Clear communication is a very good tool to bridge cultural gaps. When people are able to speak the same language, to understand each other, they can come closer to each other without having to give up their own identity. The amount that people can understand from others is very big, even if they come from the other side of the world. Cultural differences are not the only or the main differences. Personal differences are also very big. So maybe I am very different from my neighbor and similar to a stranger from far away.

To stop a process of dehumanization, concrete and intensive contact is very important. Prejudices don’t disappear with abstract information, they disappear when you meet real persons who don’t match with the image you had.

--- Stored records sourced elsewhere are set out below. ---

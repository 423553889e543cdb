//! Frame classification.
//!
//! Pure mapping from transport-level WebSocket messages to semantic frames.
//! Classification is total: it never fails, and it retains no payload bytes
//! beyond the textual content of `Text` frames.

use axum::extract::ws::Message;

/// Semantic kind of a received frame.
#[derive(Debug, Clone, Copy, PartialEq, Eq)]
pub enum FrameKind {
    /// Opaque payload; only the length is observed.
    Binary,
    /// UTF-8 text message; content is observed.
    Text,
    /// Ping/pong/close. Classified but never emitted as a data event.
    Control,
}

impl std::fmt::Display for FrameKind {
    fn fmt(&self, f: &mut std::fmt::Formatter<'_>) -> std::fmt::Result {
        let name = match self {
            FrameKind::Binary => "binary",
            FrameKind::Text => "text",
            FrameKind::Control => "control",
        };
        f.write_str(name)
    }
}

/// One classified frame. Ephemeral: constructed per receive, dropped after
/// the observability event is emitted.
#[derive(Debug, Clone, PartialEq, Eq)]
pub struct Frame {
    pub kind: FrameKind,
    pub len: usize,
    /// Decoded content for `Text` frames; `None` otherwise.
    pub text: Option<String>,
}

impl Frame {
    /// Whether this frame should produce a data event.
    pub fn is_data(&self) -> bool {
        self.kind != FrameKind::Control
    }
}

/// Classify a raw message.
///
/// Text decoding cannot fail: the transport already enforces UTF-8 on text
/// frames, and no other variant attempts to decode bytes.
pub fn classify(message: &Message) -> Frame {
    match message {
        Message::Binary(payload) => Frame {
            kind: FrameKind::Binary,
            len: payload.len(),
            text: None,
        },
        Message::Text(content) => Frame {
            kind: FrameKind::Text,
            len: content.len(),
            text: Some(content.to_string()),
        },
        Message::Ping(payload) | Message::Pong(payload) => Frame {
            kind: FrameKind::Control,
            len: payload.len(),
            text: None,
        },
        Message::Close(_) => Frame {
            kind: FrameKind::Control,
            len: 0,
            text: None,
        },
    }
}
//! Connection session state machine and receive loop.
//!
//! # Responsibilities
//! - Generate unique session IDs for tracing
//! - Own the upgraded socket exclusively until termination
//! - Run the blocking receive loop: classify frames, emit events
//! - Distinguish expected from unexpected closure
//! - Release the socket exactly once (idempotent close)

use std::sync::atomic::{AtomicU64, Ordering};
use std::sync::Arc;
use std::time::Instant;

use axum::extract::ws::{Message, WebSocket};
use tokio::sync::broadcast;

use crate::observability::EventSink;
use crate::stream::frame::classify;

/// Global atomic counter for session IDs.
/// Relaxed ordering is sufficient since we only need uniqueness.
static SESSION_ID_COUNTER: AtomicU64 = AtomicU64::new(1);

/// Unique identifier for a streaming session, assigned at upgrade time.
#[derive(Debug, Clone, Copy, PartialEq, Eq, Hash)]
pub struct SessionId(u64);

impl SessionId {
    /// Generate a new unique session ID.
    pub fn new() -> Self {
        Self(SESSION_ID_COUNTER.fetch_add(1, Ordering::Relaxed))
    }

    /// Get the raw ID value.
    pub fn as_u64(&self) -> u64 {
        self.0
    }
}

impl Default for SessionId {
    fn default() -> Self {
        Self::new()
    }
}

impl std::fmt::Display for SessionId {
    fn fmt(&self, f: &mut std::fmt::Formatter<'_>) -> std::fmt::Result {
        write!(f, "session-{}", self.0)
    }
}

/// Session lifecycle state.
#[derive(Debug, Clone, Copy, PartialEq, Eq)]
pub enum SessionState {
    /// Receive loop is running.
    Active,
    /// Close initiated (drain), loop about to exit.
    Closing,
    /// Socket released; terminal.
    Closed,
}

/// Why a session's receive loop exited.
#[derive(Debug, Clone, PartialEq, Eq)]
pub enum CloseReason {
    /// Peer sent a close frame.
    PeerClosed,
    /// The underlying stream ended without a close handshake from our side.
    StreamEnded,
    /// Read or protocol error; abnormal termination.
    Error(String),
    /// Server is draining; the session closed itself.
    ShuttingDown,
}

impl CloseReason {
    /// Expected closures are logged at info level, unexpected ones at error.
    pub fn is_expected(&self) -> bool {
        !matches!(self, CloseReason::Error(_))
    }
}

impl std::fmt::Display for CloseReason {
    fn fmt(&self, f: &mut std::fmt::Formatter<'_>) -> std::fmt::Result {
        match self {
            CloseReason::PeerClosed => f.write_str("peer closed"),
            CloseReason::StreamEnded => f.write_str("stream ended"),
            CloseReason::Error(e) => write!(f, "error: {}", e),
            CloseReason::ShuttingDown => f.write_str("server shutting down"),
        }
    }
}

/// The live, stateful owner of one upgraded socket.
///
/// Created by the upgrade gateway immediately after a successful handshake;
/// mutated only by its own receive loop; destroyed when the loop exits.
pub struct Session {
    id: SessionId,
    state: SessionState,
    last_activity: Instant,
    events: Arc<dyn EventSink>,
}

impl Session {
    /// Create a new session in the `Active` state.
    pub fn new(events: Arc<dyn EventSink>) -> Self {
        Self {
            id: SessionId::new(),
            state: SessionState::Active,
            last_activity: Instant::now(),
            events,
        }
    }

    pub fn id(&self) -> SessionId {
        self.id
    }

    pub fn state(&self) -> SessionState {
        self.state
    }

    /// Instant of the most recently received frame.
    pub fn last_activity(&self) -> Instant {
        self.last_activity
    }

    /// Run the receive loop until the peer closes, an error occurs, or the
    /// server begins draining. Consumes the session; the socket is released
    /// when this returns.
    pub async fn run(mut self, mut socket: WebSocket, mut shutdown: broadcast::Receiver<()>) {
        self.events.connected(self.id);

        let reason = loop {
            tokio::select! {
                received = socket.recv() => match received {
                    Some(Ok(Message::Close(_))) => break CloseReason::PeerClosed,
                    Some(Ok(message)) => self.observe(&message),
                    Some(Err(e)) => break CloseReason::Error(e.to_string()),
                    None => break CloseReason::StreamEnded,
                },
                _ = shutdown.recv() => {
                    self.state = SessionState::Closing;
                    // Best effort: the peer may already be gone.
                    let _ = socket.send(Message::Close(None)).await;
                    break CloseReason::ShuttingDown;
                }
            }
        };

        self.close(&reason);
        // Dropping the socket here releases the channel handle.
    }

    /// Classify one frame and emit its data event, if any.
    fn observe(&mut self, message: &Message) {
        self.last_activity = Instant::now();
        let frame = classify(message);
        if frame.is_data() {
            self.events.frame(self.id, &frame);
        }
    }

    /// Transition to `Closed` and emit the terminal disconnect event.
    /// Closing an already-closed session is a no-op.
    pub fn close(&mut self, reason: &CloseReason) {
        if self.state == SessionState::Closed {
            return;
        }
        self.state = SessionState::Closed;
        self.events.disconnected(self.id, reason);
    }
}

#[cfg(test)]
mod tests {
    use super::*;
    use crate::observability::sink::test_support::RecordingSink;
    use crate::stream::frame::FrameKind;

    #[test]
    fn session_ids_are_unique() {
        assert_ne!(SessionId::new(), SessionId::new());
    }

    #[test]
    fn new_session_is_active() {
        let sink = Arc::new(RecordingSink::default());
        let session = Session::new(sink);
        assert_eq!(session.state(), SessionState::Active);
    }

    #[test]
    fn data_frames_emit_exactly_one_event() {
        let sink = Arc::new(RecordingSink::default());
        let mut session = Session::new(sink.clone());

        session.observe(&Message::Binary(vec![0u8; 2048].into()));
        session.observe(&Message::Text("ping".into()));

        let frames = sink.frames();
        assert_eq!(frames.len(), 2);
        assert_eq!(frames[0].kind, FrameKind::Binary);
        assert_eq!(frames[0].len, 2048);
        assert_eq!(frames[0].text, None);
        assert_eq!(frames[1].text.as_deref(), Some("ping"));
    }

    #[test]
    fn control_frames_emit_nothing() {
        let sink = Arc::new(RecordingSink::default());
        let mut session = Session::new(sink.clone());

        session.observe(&Message::Ping(Vec::new().into()));
        session.observe(&Message::Pong(Vec::new().into()));

        assert!(sink.frames().is_empty());
    }

    #[test]
    fn close_is_idempotent() {
        let sink = Arc::new(RecordingSink::default());
        let mut session = Session::new(sink.clone());

        session.close(&CloseReason::PeerClosed);
        session.close(&CloseReason::PeerClosed);

        assert_eq!(session.state(), SessionState::Closed);
        assert_eq!(sink.disconnects().len(), 1);
    }

    #[test]
    fn error_closures_are_unexpected() {
        assert!(CloseReason::PeerClosed.is_expected());
        assert!(CloseReason::StreamEnded.is_expected());
        assert!(CloseReason::ShuttingDown.is_expected());
        assert!(!CloseReason::Error("reset".into()).is_expected());
    }
}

When you get to know real persons from a different culture, you discover that you have many values, ideas and interests in common (like there are also many disagreements, but you will have these also with people from your own culture). And you see that they are individuals with their own characteristics, some of them you like, others you don’t like. But you start to see them as real people, not anymore as abstract categories. And with real people you have to think about how you treat them, what you are doing to them. You should not hurt them unnecessary. The more abstract and anonymous another culture is in the eyes of a person, the easier it will be to support inhuman behavior towards them. That is why it is very important to organize this kind of international and intercultural trainings - with an intensive contact between the participants and with the use of clear methods to improve intercultural contact as central elements.

Comments:
Hi,
Do you know about this group Global link? They are active in UK and here in this small town of Lancaster in north of England. Here is the link, take a look. I have been to their exhibitions and promotional work they are doing here and there to raise public awareness on refugees and asylum seekers. Sara one member of the group is active in our Language, Ideology and Power research groupin Linguistics department. Take a look, may be you can do something together.

Here is the link. Let me know what you think. I can contact Sara.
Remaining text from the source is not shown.